This weekend, while audiences were watching Batman and Superman try to break each other, the movie that they were doing it in – Batman V Superman: Dawn Of Justice – was breaking box office records. Although final tallies are not yet reported, it looks as if director Zack Snyder’s superhero slugfest made $170 million at the US box office. Overseas, the film fared even better, pulling an additional $254 million for a combined total of $424 in ticket receipts.
For studio Warner Brothers, this marks their highest opening film in their history, beating out 2011’s Harry Potter And The Deathly Hallows‘s $169 million. Batman V Superman snatched the the Biggest Opening Weekend of 2016 crown from last month’s Deadpool. It also marked the biggest Easter weekend opening ever, pushing last year’s Furious 7 from that position.
Last week, industry projections placed Batman V Superman‘s global box office take for the weekend at $350 million. So right now, the movie is performing far better than anticipated. But will that momentum hold?
Batman V Superman has been getting some notoriously brutal reviews (you can read ours here), and is currently sitting with a 29% rating on Rotten Tomatoes. That’s 27 points lower than the film’s predecessor Man Of Steel. Additionally, it is scoring lower on Rotten Tomatoes’s audience index – 73% versus Man Of Steel‘s 76% – and on CinemaScore’s audience polling – a “B” as opposed to Man Of Steel’s “A-“. Looking at these in total would suggest that the impact of critics and word of mouth could keep the film from performing as well as Man Of Steel did at the box office.
But for the sake of this discussion, let’s look at Man Of Steel‘s overall box office performance and see if we can apply that model to what we’ve seen so far with Batman V Superman. Snyder’s 2013 film cleared a shade over $291 million at the US box office while doing an additional $377 million internationally. That’s the foreign gross coming in at about 1.3 times the domestic, or splitting the film’s total $668 million to 43.6% domestic and 56.4% foreign. Looking at Batman V Superman‘s weekend box office, we see a much bigger split, where the $170 domestic box office take represents 40% of the total receipts, while the foreign coming out 60%. So Batman V Superman‘s domestic business is much stronger overall than Man Of Steel‘s was.

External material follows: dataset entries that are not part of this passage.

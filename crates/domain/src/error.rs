//! Common error types used across the workspace.
//!
//! Each layer defines its own typed errors and converts into
//! [`ThingRulesError`] via `#[from]` (no `String` catch-all variants).

use crate::id::{RuleId, ThingId};

/// Top-level error for rule management operations.
#[derive(Debug, thiserror::Error)]
pub enum ThingRulesError {
    /// A rule document or builder input violated a structural invariant.
    #[error("validation error")]
    Validation(#[from] ValidationError),

    /// The requested rule does not exist.
    #[error("not found")]
    NotFound(#[from] NotFoundError),

    /// A legacy rule document could not be migrated.
    #[error("migration error")]
    Migration(#[from] MigrationError),

    /// The persistence layer failed.
    #[error("storage error")]
    Storage(#[source] Box<dyn std::error::Error + Send + Sync>),
}

/// Structural problems with a trigger/effect tree or rule document.
#[derive(Debug, thiserror::Error)]
pub enum ValidationError {
    /// The JSON document does not describe a known trigger/effect shape
    /// (unknown `type` tag, missing field, wrong field type, …).
    #[error("invalid rule structure: {0}")]
    InvalidStructure(#[source] serde_json::Error),

    /// The builder was finished without a trigger.
    #[error("rule has no trigger")]
    MissingTrigger,

    /// The builder was finished without an effect.
    #[error("rule has no effect")]
    MissingEffect,

    /// A `TimeTrigger` time is not a valid `HH:MM` wall-clock time.
    #[error("invalid time {0:?}, expected HH:MM")]
    InvalidTime(String),

    /// A `TimeTrigger` is marked as a legacy UTC time. Only the migrator
    /// may interpret those.
    #[error("time {0:?} is marked as UTC, expected a localized time")]
    UnlocalizedTime(String),

    /// An `AndTrigger`/`OrTrigger` has no children.
    #[error("{0} has no child triggers")]
    EmptyCombinator(&'static str),

    /// A `MultiEffect` has no children.
    #[error("MultiEffect has no child effects")]
    EmptyMultiEffect,

    /// A `PulseEffect` duration is zero.
    #[error("PulseEffect duration must be positive")]
    ZeroPulseDuration,

    /// A rule with this id is already registered.
    #[error("rule {0} already exists")]
    DuplicateId(RuleId),
}

/// A lookup by identifier found nothing.
#[derive(Debug, thiserror::Error)]
#[error("{entity} {id} not found")]
pub struct NotFoundError {
    pub entity: &'static str,
    pub id: String,
}

/// A legacy document contains data that cannot be upgraded unambiguously.
#[derive(Debug, thiserror::Error)]
pub enum MigrationError {
    /// An `href` does not contain the expected `things/<id>` or
    /// `properties/<id>` segment.
    #[error("malformed href {href:?}, expected a {expected} segment")]
    MalformedHref { href: String, expected: &'static str },

    /// A legacy `TimeTrigger` time could not be read as `HH:MM`.
    #[error("malformed time {time:?}, expected HH:MM")]
    MalformedTime { time: String },

    /// A legacy combinator `op` or level type is not one of the known values.
    #[error("unknown legacy {field} {value:?}")]
    UnknownLegacyOperator { field: &'static str, value: String },

    /// The document (or one of its parts) is not a JSON object.
    #[error("{0} is not a JSON object")]
    NotAnObject(&'static str),
}

/// Errors reported by the device layer.
#[derive(Debug, Clone, PartialEq, Eq, thiserror::Error)]
pub enum DeviceError {
    #[error("thing {0} not found")]
    ThingNotFound(ThingId),

    #[error("property {property} not found on thing {thing}")]
    PropertyNotFound { thing: ThingId, property: String },

    #[error("thing {0} is unreachable")]
    Unreachable(ThingId),

    #[error("thing {thing} rejected the write to {property}: {reason}")]
    Rejected {
        thing: ThingId,
        property: String,
        reason: String,
    },
}

/// Errors reported by notifier outlets.
#[derive(Debug, Clone, PartialEq, Eq, thiserror::Error)]
pub enum NotifierError {
    #[error("notifier {0:?} not found")]
    NotifierNotFound(String),

    #[error("outlet {outlet:?} of notifier {notifier:?} not found")]
    OutletNotFound { notifier: String, outlet: String },

    #[error("outlet {outlet:?} of notifier {notifier:?} could not deliver: {reason}")]
    Undelivered {
        notifier: String,
        outlet: String,
        reason: String,
    },
}

/// Failure of a single leaf effect.
#[derive(Debug, thiserror::Error)]
pub enum EffectError {
    #[error("device command failed")]
    Device(#[from] DeviceError),

    #[error("webhook notification failed")]
    Webhook(#[source] Box<dyn std::error::Error + Send + Sync>),

    #[error("notification failed")]
    Notifier(#[from] NotifierError),

    /// The owning rule was disabled or deleted before the effect ran.
    #[error("effect cancelled")]
    Cancelled,
}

But let’s take a look at Man Of Steel‘s opening weekend and how its box office ultimately played out. When it premiered in 2013, the Superman franchise reboot pulled $116.6 million its first weekend. As noted before, Man Of Steel earned $291 million domestically over its release, or two and a half times its opening weekend. Applying that same multiplier to Batman V Superman‘s opening of $170 million and we get $425 million. Taking that projected domestic gross and using it to extrapolate a total foreign box office take with Batman V Superman‘s opening weekend one-and-a-half times foreign versus domestic multiplier and we see a projected $636 million. Some quick addition gets us to $1.06 billion dollars, just over the mark of the $1 billion analysts are saying that the film will need to clear to avoid being considered a disappointment for the studio.
Now it should be noted that this is just a rough, back-of-the-envelope calculation. There are numerous factors that could cause the final box office to fluctuate either way. For example, Deadline notes that Batman V Superman‘s CinemaScore of B should call for a multiplier of 2.25 to be applied to this weekend’s domestic gross, not the 2.5 we used. Making that adjustment, we get a total of $382.5 million for the domestic, $573.75 for the foreign and a total of $956.25. Other factors such as the film opening on a holiday weekend, the lack of a strong film opening next Friday and more may further affect these estimates. But those deviations will most likely not drive the film’s total box office numbers down below the reported $800 million Batman V Superman needs to clear in order to meet its production and marketing costs. But until further data comes in that will allow for a stronger prediction model there are probably going to be some nervous executives in the upper offices at Warner Brothers.